Microrheology (elastic and viscous moduli) of human airway mucus under different experimental conditions. (A and B) Submicron viscoelastic properties of each treated mucus were probed by 100-nm (A) and 500-nm (B) muco-inert nanoparticles. Local elastic (solid lines) and viscous (dashed lines) moduli as a function of frequency. Time lag was first transformed to frequency (Hz) and then multiplied by 2π to calculate the final frequency (rad/s). n = 4 donors. G′ = elastic; G′′ = viscus.

Figure 5.

Microrheology (phase angle and microviscosity) of human airway mucus under different experimental conditions. (A–D) Phase angle (δ) and microviscosity (η*) at a frequency of 2π rad/s for 100-nm (A and C) and 500-nm (B and D) muco-inert nanoparticles in mucus at the same frequency (mean ± SEM).
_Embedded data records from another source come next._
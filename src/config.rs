use std::{
    fs,
    path::{Path, PathBuf},
    sync::LazyLock,
};

use anyhow::{Context, Ok, Result, bail};
use glob::Pattern;
use regex::Regex;
use serde::{Deserialize, Serialize};

use crate::core::catalog::store::CATALOG_FILE_NAME;
use crate::core::extract::DEFAULT_MARKER;
use crate::core::scan::is_glob_pattern;

pub const CONFIG_FILE_NAME: &str = ".xlocalizerc.json";

/// `en`, `pt-BR`, `zh_Hant_TW`, ...
static LANGUAGE_CODE: LazyLock<Regex> = LazyLock::new(|| {
    Regex::new(r"^[A-Za-z]{2,3}([_-][A-Za-z0-9]{2,8})*$").expect("valid language code regex")
});

#[derive(Debug, Clone, PartialEq, Eq, Deserialize, Serialize)]
#[serde(rename_all = "camelCase")]
pub struct Config {
    /// Operating language: locale of the placeholder and diagnostic keys.
    #[serde(default = "default_language")]
    pub language: String,
    #[serde(default = "default_recursive")]
    pub recursive: bool,
    #[serde(default = "default_extensions")]
    pub extensions: Vec<String>,
    #[serde(default)]
    pub translate_to: Vec<String>,
    #[serde(default = "default_marker")]
    pub marker: String,
    #[serde(default = "default_catalog_file")]
    pub catalog_file: String,
    #[serde(default)]
    pub ignores: Vec<String>,
}

fn default_language() -> String {
    "en".to_string()
}

fn default_recursive() -> bool {
    true
}

fn default_extensions() -> Vec<String> {
    ["html", "js"].map(String::from).to_vec()
}

fn default_marker() -> String {
    DEFAULT_MARKER.to_string()
}

fn default_catalog_file() -> String {
    CATALOG_FILE_NAME.to_string()
}

impl Default for Config {
    fn default() -> Self {
        Self {
            language: default_language(),
            recursive: default_recursive(),
            extensions: default_extensions(),
            translate_to: Vec::new(),
            marker: default_marker(),
            catalog_file: default_catalog_file(),
            ignores: Vec::new(),
        }
    }
}

pub fn is_language_code(code: &str) -> bool {
    LANGUAGE_CODE.is_match(code)
}

impl Config {
    /// Normalize user input: trim entries, drop leading dots from extensions
    /// and empty list items.
    pub fn normalize(&mut self) {
        let clean = |items: &mut Vec<String>, strip_dot: bool| {
            *items = items
                .iter()
                .map(|item| {
                    let item = item.trim();
                    if strip_dot {
                        item.trim_start_matches('.').to_string()
                    } else {
                        item.to_string()
                    }
                })
                .filter(|item| !item.is_empty())
                .collect();
        };
        clean(&mut self.extensions, true);
        clean(&mut self.translate_to, false);
        self.language = self.language.trim().to_string();
        self.marker = self.marker.trim().to_string();
    }

    /// Validate configuration values.
    pub fn validate(&self) -> Result<()> {
        if !is_language_code(&self.language) {
            bail!("Invalid language code in 'language': \"{}\"", self.language);
        }
        for code in &self.translate_to {
            if !is_language_code(code) {
                bail!("Invalid language code in 'translateTo': \"{}\"", code);
            }
        }

        if self.marker.is_empty()
            || self
                .marker
                .chars()
                .any(|c| c.is_whitespace() || c == '(' || c == ')')
        {
            bail!("Invalid marker name: \"{}\"", self.marker);
        }

        if self.extensions.is_empty() {
            bail!("'extensions' must list at least one file extension");
        }

        if self.catalog_file.is_empty() || self.catalog_file.contains(['/', '\\']) {
            bail!("Invalid catalog file name: \"{}\"", self.catalog_file);
        }

        for pattern in &self.ignores {
            if is_glob_pattern(pattern) {
                Pattern::new(pattern)
                    .with_context(|| format!("Invalid glob pattern in 'ignores': \"{}\"", pattern))?;
            }
        }

        Ok(())
    }
}

pub fn default_config_json() -> Result<String> {
    let config = Config::default();
    serde_json::to_string_pretty(&config).context("Failed to generate default config.")
}

pub fn find_config_file(start_dir: &Path) -> Option<PathBuf> {
    let mut current = start_dir.to_path_buf();

    loop {
        let config_path = current.join(CONFIG_FILE_NAME);
        if config_path.exists() {
            return Some(config_path);
        }
        if current.join(".git").exists() {
            return None;
        }
        if !current.pop() {
            return None;
        }
    }
}

/// Result of loading configuration.
pub struct ConfigLoadResult {
    pub config: Config,
    /// Path of the config file, if one was found.
    pub path: Option<PathBuf>,
}

pub fn load_config(start_dir: &Path) -> Result<ConfigLoadResult> {
    match find_config_file(start_dir) {
        Some(path) => {
            let content = fs::read_to_string(&path)
                .with_context(|| format!("Failed to read config file: {:?}", path))?;
            let config: Config = serde_json::from_str(&content)
                .with_context(|| format!("Failed to parse config file: {:?}", path))?;
            Ok(ConfigLoadResult {
                config,
                path: Some(path),
            })
        }
        None => Ok(ConfigLoadResult {
            config: Config::default(),
            path: None,
        }),
    }
}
The phase angle is 90° for an ideal Newtonian liquid and is 0° for an ideal Hookian solid. Comparations between the groups were performed by a Kruskal-Wallis test. *P < 0.05. n = 4 donors.

Figure 6.

Estimated mesh pore size of mucus. (A) Box–whisker plots of mesh pore size of each mucus sample measured by 100-nm muco-inert nanoparticles. (B) Mean mesh pore size of each experimental group (mean ± SEM). Comparations between the groups were performed by a Kruskal-Wallis test. *P < 0.05. n = 4 donors. Plotted samples correspond with samples used for the trajectory movies.

Figure 7.

Schematic figure of possible mucus changes and mechanisms measured by probing the mucus with muco-inert nanoparticles. In airway mucus, NETs may (A) increase the mesh pore size by NETs adherence to the mucin, enlarging the mesh pore size nearby and making 500-nm muco-inert nanoparticles permeable (denoted by the arrowhead); (B) reduce the mesh pore size by NETs entanglement; or (C) reduce the mesh pore size by increasing disulfide bonds because of oxidative stress. The 500-nm particle experiment outcomes suggests this to be unlikely.